I’ve come to willingly affirm the way God has used suffering in my own life, to humble and change me and make His care for me more personal and dear. I’ve even reached the point of being able to thank Him for suffering.
But somehow when it comes to my kids, I feel the opposite. I fiercely want to protect them from any kind of trial. I want to straighten their paths and raise their valleys. I want to step in and micromanage circumstances and keep them from pain.
But we all know that does not prepare them for real life.
In real life, we suffer. We are lonely and misunderstood and sometimes we get made fun of. We fail and we get embarrassed and have to do things that are really hard. Sometimes we get sick or anxious or depressed. In real life we also sin against other people and have to face the consequences. We have to learn to see and admit our sin — our own bullying or cliques or unkindness — and repent and ask forgiveness from others. Our pride gets hurt as we realize we’re not quite as awesome as we once thought.
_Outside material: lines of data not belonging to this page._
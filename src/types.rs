//! Core data types shared by the controller, the estimator and media sources.

use crate::errors::CaptureError;
use crate::quality::QualityMetrics;
use chrono::{DateTime, Utc};
use serde::{Deserialize, Serialize};

/// Discrete phase of the capture state machine
#[derive(Debug, Clone, Copy, PartialEq, Eq, Hash, Serialize, Deserialize, Default)]
#[serde(rename_all = "snake_case")]
pub enum Phase {
    #[default]
    Idle,
    Detecting,
    Preparing,
    Countdown,
    Capturing,
    Complete,
}

impl Phase {
    pub fn as_str(&self) -> &'static str {
        match self {
            Phase::Idle => "idle",
            Phase::Detecting => "detecting",
            Phase::Preparing => "preparing",
            Phase::Countdown => "countdown",
            Phase::Capturing => "capturing",
            Phase::Complete => "complete",
        }
    }

    /// User-facing status line for this phase.
    pub fn status_message(&self, countdown: Option<u32>) -> String {
        match self {
            Phase::Idle => "Position your face in the frame".to_string(),
            Phase::Detecting => "Detecting face".to_string(),
            Phase::Preparing => "Ready to capture".to_string(),
            Phase::Countdown => match countdown {
                Some(n) => format!("Capturing in {}s", n),
                None => "Capturing shortly".to_string(),
            },
            Phase::Capturing => "Capturing".to_string(),
            Phase::Complete => "Capture complete".to_string(),
        }
    }

    /// A capture sequence is in flight and must finish or be cancelled first.
    pub fn is_busy(&self) -> bool {
        matches!(self, Phase::Countdown | Phase::Capturing | Phase::Complete)
    }
}

impl std::fmt::Display for Phase {
    fn fmt(&self, f: &mut std::fmt::Formatter<'_>) -> std::fmt::Result {
        f.write_str(self.as_str())
    }
}

/// Observable state of a capture session
#[derive(Debug, Clone, PartialEq, Eq, Serialize, Deserialize, Default)]
pub struct CaptureState {
    pub phase: Phase,
    /// Seconds remaining; only `Some` while `phase == Countdown`
    pub countdown: Option<u32>,
    pub face_stable: bool,
    /// Last known overall quality, 0-100
    pub quality_score: u8,
    /// Quality at or above threshold and a stable face
    pub can_capture: bool,
}

impl CaptureState {
    pub fn status_message(&self) -> String {
        self.phase.status_message(self.countdown)
    }
}

#[derive(Debug, Clone, Copy, PartialEq, Eq, Hash, Serialize, Deserialize)]
pub struct Resolution {
    pub width: u32,
    pub height: u32,
}

impl Resolution {
    pub fn new(width: u32, height: u32) -> Self {
        Self { width, height }
    }

    pub fn is_empty(&self) -> bool {
        self.width == 0 || self.height == 0
    }
}

impl std::fmt::Display for Resolution {
    fn fmt(&self, f: &mut std::fmt::Formatter<'_>) -> std::fmt::Result {
        write!(f, "{}x{}", self.width, self.height)
    }
}

#[derive(Debug, Clone, Copy, PartialEq, Eq, Serialize, Deserialize, Default)]
#[serde(rename_all = "snake_case")]
pub enum FacingMode {
    #[default]
    User,
    Environment,
}

/// Stream request passed to a [`MediaSource`](crate::source::MediaSource)
#[derive(Debug, Clone, PartialEq, Serialize, Deserialize)]
pub struct VideoConstraints {
    pub facing_mode: FacingMode,
    pub ideal: Resolution,
    pub min: Resolution,
    pub frame_rate: u32,
}

impl Default for VideoConstraints {
    fn default() -> Self {
        Self {
            facing_mode: FacingMode::User,
            ideal: Resolution::new(1280, 720),
            min: Resolution::new(640, 480),
            frame_rate: 30,
        }
    }
}

/// One reading from an external face detector
#[derive(Debug, Clone, Copy, PartialEq, Default, Serialize, Deserialize)]
pub struct FacePresence {
    pub present: bool,
    pub stable: bool,
    pub face_box: Option<FaceBox>,
}

impl FacePresence {
    pub fn absent() -> Self {
        Self::default()
    }

    pub fn stable() -> Self {
        Self {
            present: true,
            stable: true,
            face_box: None,
        }
    }

    pub fn unstable() -> Self {
        Self {
            present: true,
            stable: false,
            face_box: None,
        }
    }

    pub fn with_face_box(mut self, face_box: FaceBox) -> Self {
        self.face_box = Some(face_box);
        self
    }
}

/// Face bounding box in normalised frame coordinates (0.0-1.0)
#[derive(Debug, Clone, Copy, PartialEq, Default, Serialize, Deserialize)]
pub struct FaceBox {
    pub x: f32,
    pub y: f32,
    pub width: f32,
    pub height: f32,
}

impl FaceBox {
    pub fn new(x: f32, y: f32, width: f32, height: f32) -> Self {
        Self {
            x,
            y,
            width,
            height,
        }
    }

    /// Percentage of the frame covered by the box, 0-100.
    pub fn coverage_percent(&self) -> u8 {
        let area = self.width.clamp(0.0, 1.0) * self.height.clamp(0.0, 1.0);
        (area * 100.0).round() as u8
    }
}

/// Raw RGB8 frame pulled from a video stream
#[derive(Debug, Clone, PartialEq)]
pub struct VideoFrame {
    pub data: Vec<u8>,
    pub width: u32,
    pub height: u32,
}

impl VideoFrame {
    pub fn new(data: Vec<u8>, width: u32, height: u32) -> Self {
        Self {
            data,
            width,
            height,
        }
    }

    /// Frame with no pixels, as reported by a stream that is not ready yet.
    pub fn empty() -> Self {
        Self::new(Vec::new(), 0, 0)
    }

    pub fn resolution(&self) -> Resolution {
        Resolution::new(self.width, self.height)
    }

    pub fn pixel_count(&self) -> usize {
        self.width as usize * self.height as usize
    }

    /// Non-zero dimensions backed by a complete RGB8 buffer.
    pub fn is_ready(&self) -> bool {
        self.pixel_count() > 0 && self.data.len() >= self.pixel_count() * 3
    }

    pub fn to_rgb_image(&self) -> Option<image::RgbImage> {
        if !self.is_ready() {
            return None;
        }
        let len = self.pixel_count() * 3;
        image::RgbImage::from_raw(self.width, self.height, self.data[..len].to_vec())
    }

    pub fn from_rgb_image(img: image::RgbImage) -> Self {
        let (width, height) = img.dimensions();
        Self::new(img.into_raw(), width, height)
    }
}

/// Metadata handed to the caller alongside the encoded still
#[derive(Debug, Clone, PartialEq, Serialize, Deserialize)]
pub struct CaptureMetadata {
    pub quality: QualityMetrics,
    pub timestamp: DateTime<Utc>,
    pub resolution: Resolution,
    pub mirrored: bool,
}

/// JPEG-encoded still produced by a successful capture
#[derive(Debug, Clone, PartialEq, Serialize, Deserialize)]
pub struct CapturedImage {
    pub id: String,
    pub mime_type: String,
    #[serde(skip)]
    pub data: Vec<u8>,
    pub metadata: CaptureMetadata,
}

impl CapturedImage {
    pub fn size_bytes(&self) -> usize {
        self.data.len()
    }

    /// Decode the JPEG payload back into pixels.
    pub fn decode(&self) -> Result<image::DynamicImage, CaptureError> {
        image::load_from_memory_with_format(&self.data, image::ImageFormat::Jpeg)
            .map_err(|e| CaptureError::Encoding(format!("Failed to decode capture: {}", e)))
    }

    pub fn metadata_json(&self) -> Result<String, CaptureError> {
        serde_json::to_string(&self.metadata)
            .map_err(|e| CaptureError::Encoding(format!("Failed to serialize metadata: {}", e)))
    }
}
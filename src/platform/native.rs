//! Camera backend built on nokhwa.

use crate::errors::CaptureError;
use crate::source::{MediaSource, VideoStream};
use crate::types::{FacingMode, Resolution, VideoConstraints, VideoFrame};
use nokhwa::{
    pixel_format::RgbFormat,
    query,
    utils::{
        ApiBackend, CameraFormat, CameraIndex, FrameFormat, RequestedFormat, RequestedFormatType,
        Resolution as NokhwaResolution,
    },
    CallbackCamera, NokhwaError,
};
use std::sync::atomic::{AtomicBool, Ordering};
use std::sync::{Arc, Mutex};
use std::time::Duration;

const READY_POLL_INTERVAL: Duration = Duration::from_millis(50);

/// Local camera selected by index
#[derive(Debug, Clone)]
pub struct NativeCameraSource {
    device_index: u32,
}

impl NativeCameraSource {
    pub fn new(device_index: u32) -> Self {
        Self { device_index }
    }
}

impl Default for NativeCameraSource {
    fn default() -> Self {
        Self::new(0)
    }
}

impl MediaSource for NativeCameraSource {
    type Stream = NativeStream;

    async fn acquire(&mut self, constraints: &VideoConstraints) -> Result<NativeStream, CaptureError> {
        let index = self.device_index;
        let constraints = constraints.clone();
        tokio::task::spawn_blocking(move || open_camera(index, &constraints))
            .await
            .map_err(|e| CaptureError::backend(format!("Task join error: {}", e)))?
    }
}

fn open_camera(index: u32, constraints: &VideoConstraints) -> Result<NativeStream, CaptureError> {
    let devices = query(ApiBackend::Auto).map_err(map_nokhwa_error)?;
    if devices.is_empty() {
        return Err(CaptureError::no_device("no cameras found"));
    }
    if constraints.facing_mode != FacingMode::User {
        log::debug!("Facing mode {:?} ignored by desktop backend", constraints.facing_mode);
    }

    let format = CameraFormat::new(
        NokhwaResolution::new(constraints.ideal.width, constraints.ideal.height),
        FrameFormat::MJPEG,
        constraints.frame_rate,
    );
    let requested = RequestedFormat::new::<RgbFormat>(RequestedFormatType::Closest(format));

    let mut camera = CallbackCamera::new(CameraIndex::Index(index), requested, |_| {})
        .map_err(map_nokhwa_error)?;
    camera.open_stream().map_err(map_nokhwa_error)?;

    log::info!("Opened camera {} ({} found)", index, devices.len());
    Ok(NativeStream {
        camera: Arc::new(Mutex::new(camera)),
        min: constraints.min,
        stopped: AtomicBool::new(false),
    })
}

fn map_nokhwa_error(error: NokhwaError) -> CaptureError {
    let message = error.to_string();
    let lower = message.to_lowercase();
    if lower.contains("permission") || lower.contains("denied") || lower.contains("not authorized") {
        return CaptureError::permission_denied(message);
    }
    match error {
        NokhwaError::OpenDeviceError(..) => CaptureError::no_device(message),
        _ => CaptureError::backend(message),
    }
}

pub struct NativeStream {
    camera: Arc<Mutex<CallbackCamera>>,
    min: Resolution,
    stopped: AtomicBool,
}

fn poll_frame(camera: &Mutex<CallbackCamera>) -> Result<VideoFrame, CaptureError> {
    let mut camera = camera
        .lock()
        .map_err(|_| CaptureError::Capture("Failed to lock camera".to_string()))?;
    let buffer = camera
        .poll_frame()
        .map_err(|e| CaptureError::Capture(format!("Failed to capture frame: {}", e)))?;
    let decoded = buffer
        .decode_image::<RgbFormat>()
        .map_err(|e| CaptureError::Capture(format!("Failed to decode frame: {}", e)))?;
    let (width, height) = (decoded.width(), decoded.height());
    Ok(VideoFrame::new(decoded.into_raw(), width, height))
}

impl VideoStream for NativeStream {
    async fn wait_ready(&self) -> Result<Resolution, CaptureError> {
        loop {
            let camera = self.camera.clone();
            let frame = tokio::task::spawn_blocking(move || poll_frame(&camera))
                .await
                .map_err(|e| CaptureError::backend(format!("Task join error: {}", e)))?;

            match frame {
                Ok(frame) if frame.is_ready() => {
                    let resolution = frame.resolution();
                    if resolution.width < self.min.width || resolution.height < self.min.height {
                        log::warn!(
                            "Camera delivered {} below requested minimum {}",
                            resolution,
                            self.min
                        );
                    }
                    return Ok(resolution);
                }
                Ok(_) => {}
                Err(e) => log::debug!("Waiting for first frame: {}", e),
            }
            tokio::time::sleep(READY_POLL_INTERVAL).await;
        }
    }

    /// Blocks until nokhwa hands over the next frame.
    fn current_frame(&self) -> Result<VideoFrame, CaptureError> {
        if self.stopped.load(Ordering::SeqCst) {
            return Err(CaptureError::Capture("stream stopped".to_string()));
        }
        poll_frame(&self.camera)
    }

    fn stop(&self) {
        if self.stopped.swap(true, Ordering::SeqCst) {
            return;
        }
        match self.camera.lock() {
            Ok(mut camera) => {
                if let Err(e) = camera.stop_stream() {
                    log::warn!("Failed to stop camera stream: {}", e);
                }
            }
            Err(_) => log::warn!("Camera lock poisoned while stopping stream"),
        }
    }
}
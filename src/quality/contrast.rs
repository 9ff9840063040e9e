//! Local contrast from horizontally adjacent pixels.

use super::clamp_score;
use crate::types::VideoFrame;

#[derive(Debug, Clone, Copy, PartialEq)]
pub struct ContrastAnalyzer {
    /// Mean neighbour difference that maps to a score of 100
    pub normalization: f64,
}

impl Default for ContrastAnalyzer {
    fn default() -> Self {
        Self { normalization: 50.0 }
    }
}

impl ContrastAnalyzer {
    pub fn new(normalization: f64) -> Self {
        Self { normalization }
    }

    /// Mean absolute difference of channel-mean intensity between each pixel
    /// and its right-hand neighbour.
    pub fn mean_neighbor_difference(frame: &VideoFrame) -> f64 {
        let width = frame.width as usize;
        let height = frame.height as usize;
        if width < 2 || height == 0 || !frame.is_ready() {
            return 0.0;
        }

        let intensity = |idx: usize| -> f64 {
            let px = &frame.data[idx * 3..idx * 3 + 3];
            (px[0] as f64 + px[1] as f64 + px[2] as f64) / 3.0
        };

        let mut sum = 0.0;
        for y in 0..height {
            let row = y * width;
            let mut prev = intensity(row);
            for x in 1..width {
                let current = intensity(row + x);
                sum += (current - prev).abs();
                prev = current;
            }
        }

        sum / (height * (width - 1)) as f64
    }

    pub fn analyze(&self, frame: &VideoFrame) -> f64 {
        clamp_score(Self::mean_neighbor_difference(frame) / self.normalization * 100.0)
    }
}
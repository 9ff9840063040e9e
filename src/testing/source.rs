//! In-memory media and presence sources.

use crate::errors::CaptureError;
use crate::source::{FacePresenceSource, MediaSource, VideoStream};
use crate::types::{FacePresence, Resolution, VideoConstraints, VideoFrame};
use std::collections::VecDeque;
use std::sync::atomic::{AtomicBool, AtomicUsize, Ordering};
use std::sync::{Arc, Mutex};
use std::time::Duration;

#[derive(Debug, Clone, Copy, PartialEq, Eq)]
enum AcquireOutcome {
    Grant,
    Deny,
    NoDevice,
}

#[derive(Debug, Clone, Copy, PartialEq, Eq)]
enum Readiness {
    After(Duration),
    Never,
}

#[derive(Debug, Default)]
struct Counters {
    acquired: AtomicUsize,
    stopped: AtomicUsize,
    frames_read: AtomicUsize,
}

/// Media source serving a replaceable in-memory frame.
///
/// Clones share the frame and the counters, so a test can keep one clone
/// while the controller owns another.
#[derive(Debug, Clone)]
pub struct SyntheticSource {
    outcome: AcquireOutcome,
    readiness: Readiness,
    frame_delay: Duration,
    frame: Arc<Mutex<VideoFrame>>,
    counters: Arc<Counters>,
}

impl SyntheticSource {
    pub fn new(frame: VideoFrame) -> Self {
        Self {
            outcome: AcquireOutcome::Grant,
            readiness: Readiness::After(Duration::ZERO),
            frame_delay: Duration::ZERO,
            frame: Arc::new(Mutex::new(frame)),
            counters: Arc::new(Counters::default()),
        }
    }

    /// Source whose permission prompt is always refused.
    pub fn denied() -> Self {
        Self {
            outcome: AcquireOutcome::Deny,
            ..Self::new(VideoFrame::empty())
        }
    }

    pub fn no_device() -> Self {
        Self {
            outcome: AcquireOutcome::NoDevice,
            ..Self::new(VideoFrame::empty())
        }
    }

    pub fn with_ready_delay(mut self, delay: Duration) -> Self {
        self.readiness = Readiness::After(delay);
        self
    }

    /// Every frame read blocks the calling thread for `delay`, like a device
    /// waiting on its next frame.
    pub fn with_frame_delay(mut self, delay: Duration) -> Self {
        self.frame_delay = delay;
        self
    }

    /// Stream metadata never arrives.
    pub fn never_ready(mut self) -> Self {
        self.readiness = Readiness::Never;
        self
    }

    pub fn set_frame(&self, frame: VideoFrame) {
        *self.frame.lock().unwrap_or_else(|e| e.into_inner()) = frame;
    }

    pub fn acquire_count(&self) -> usize {
        self.counters.acquired.load(Ordering::SeqCst)
    }

    pub fn stop_count(&self) -> usize {
        self.counters.stopped.load(Ordering::SeqCst)
    }

    pub fn frames_read(&self) -> usize {
        self.counters.frames_read.load(Ordering::SeqCst)
    }
}

impl MediaSource for SyntheticSource {
    type Stream = SyntheticStream;

    async fn acquire(
        &mut self,
        constraints: &VideoConstraints,
    ) -> Result<SyntheticStream, CaptureError> {
        match self.outcome {
            AcquireOutcome::Deny => Err(CaptureError::permission_denied(
                "camera permission was denied",
            )),
            AcquireOutcome::NoDevice => Err(CaptureError::no_device(format!(
                "no {:?}-facing camera found",
                constraints.facing_mode
            ))),
            AcquireOutcome::Grant => {
                self.counters.acquired.fetch_add(1, Ordering::SeqCst);
                Ok(SyntheticStream {
                    readiness: self.readiness,
                    frame_delay: self.frame_delay,
                    frame: self.frame.clone(),
                    counters: self.counters.clone(),
                    stopped: AtomicBool::new(false),
                })
            }
        }
    }
}

#[derive(Debug)]
pub struct SyntheticStream {
    readiness: Readiness,
    frame_delay: Duration,
    frame: Arc<Mutex<VideoFrame>>,
    counters: Arc<Counters>,
    stopped: AtomicBool,
}

impl VideoStream for SyntheticStream {
    async fn wait_ready(&self) -> Result<Resolution, CaptureError> {
        match self.readiness {
            Readiness::Never => std::future::pending().await,
            Readiness::After(delay) => {
                if !delay.is_zero() {
                    tokio::time::sleep(delay).await;
                }
            }
        }
        let frame = self.frame.lock().unwrap_or_else(|e| e.into_inner());
        Ok(frame.resolution())
    }

    fn current_frame(&self) -> Result<VideoFrame, CaptureError> {
        if self.stopped.load(Ordering::SeqCst) {
            return Err(CaptureError::Capture("stream stopped".to_string()));
        }
        if !self.frame_delay.is_zero() {
            std::thread::sleep(self.frame_delay);
        }
        self.counters.frames_read.fetch_add(1, Ordering::SeqCst);
        Ok(self.frame.lock().unwrap_or_else(|e| e.into_inner()).clone())
    }

    fn stop(&self) {
        if !self.stopped.swap(true, Ordering::SeqCst) {
            self.counters.stopped.fetch_add(1, Ordering::SeqCst);
        }
    }
}

/// Presence source replaying a fixed script; the last reading repeats.
#[derive(Debug, Clone)]
pub struct ScriptedPresence {
    script: VecDeque<FacePresence>,
    last: FacePresence,
}

impl ScriptedPresence {
    pub fn new(script: impl IntoIterator<Item = FacePresence>) -> Self {
        Self {
            script: script.into_iter().collect(),
            last: FacePresence::absent(),
        }
    }
}

impl FacePresenceSource for ScriptedPresence {
    async fn detect(&mut self, _frame: &VideoFrame) -> Result<FacePresence, CaptureError> {
        if let Some(next) = self.script.pop_front() {
            self.last = next;
        }
        Ok(self.last)
    }
}
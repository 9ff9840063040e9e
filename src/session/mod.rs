//! Capture session controller
//!
//! Owns the camera stream for one session and sequences
//! idle -> detecting -> preparing -> countdown -> capturing -> complete,
//! gating the countdown on quality and face stability.

mod controller;
mod tasks;

pub use controller::{CaptureCallback, CaptureController, ErrorCallback};
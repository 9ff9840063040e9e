//! Sharpness from Laplacian edge energy.

use super::{clamp_score, luma_plane};
use crate::types::VideoFrame;

#[derive(Debug, Clone, Copy, PartialEq)]
pub struct SharpnessAnalyzer {
    /// Mean absolute Laplacian that maps to a score of 100
    pub normalization: f64,
}

impl Default for SharpnessAnalyzer {
    fn default() -> Self {
        Self { normalization: 50.0 }
    }
}

impl SharpnessAnalyzer {
    pub fn new(normalization: f64) -> Self {
        Self { normalization }
    }

    /// Mean |4-neighbour Laplacian| over interior luma pixels. Frames smaller
    /// than 3x3 have no interior and return 0.
    pub fn edge_energy(frame: &VideoFrame) -> f64 {
        let width = frame.width as usize;
        let height = frame.height as usize;
        if width < 3 || height < 3 || !frame.is_ready() {
            return 0.0;
        }

        let gray = luma_plane(frame);
        let mut sum = 0.0f64;
        for y in 1..height - 1 {
            for x in 1..width - 1 {
                let idx = y * width + x;
                let lap = -4.0 * gray[idx]
                    + gray[idx - 1]
                    + gray[idx + 1]
                    + gray[idx - width]
                    + gray[idx + width];
                sum += lap.abs() as f64;
            }
        }

        sum / ((width - 2) * (height - 2)) as f64
    }

    pub fn analyze(&self, frame: &VideoFrame) -> f64 {
        clamp_score(Self::edge_energy(frame) / self.normalization * 100.0)
    }
}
And so, David and I are asking God to give us wisdom to know how and when to put our kids in the path of scary new situations and possible adversity.
Does that sound crazy to you? We’re no masochists — of course if a struggle goes on too long or is affecting our child negatively over a long period of time, we’ll reevaluate and seek a different solution.
But thus far, we’ve seen good fruit from allowing our kids to face hard things. We’ve seen them grow a little more humble. We’ve seen them trust Jesus in new ways — to pray to Him themselves instead of just waiting for Mom and Dad to pray.
We’ve seen them learn to forgive. We’ve seen them grow thicker skin and learn some resiliency, to learn that they aren’t victims, that they’re stronger than they thought they were. We’ve seen them become just a little bit more compassionate towards other people.
If you’re a parent of kids older than mine, I’m sure you’re thinking right now, Oh this is just the beginning, Julie. I know you’re right. And while I’m tempted to fear the unknowns in my kids’ future, I trust that God will give us grace for the hard things yet to come, just as He’s helping us day by day right now.
I trust that He’ll give David and me the courage and wisdom to know when to push our children and when to gather them close and protect them. I know we’ll make mistakes — we’ll push when we should protect and vice versa.
Though it breaks my heart, I’m not naive to the fact that some of my children’s suffering will be caused by the two of us, who love them more than life itself, but who are broken and sinful. I beg God to somehow use even that in their life for good.
I’m so glad, with all our fumbling and failure and learning, that nothing is ever wasted with Him.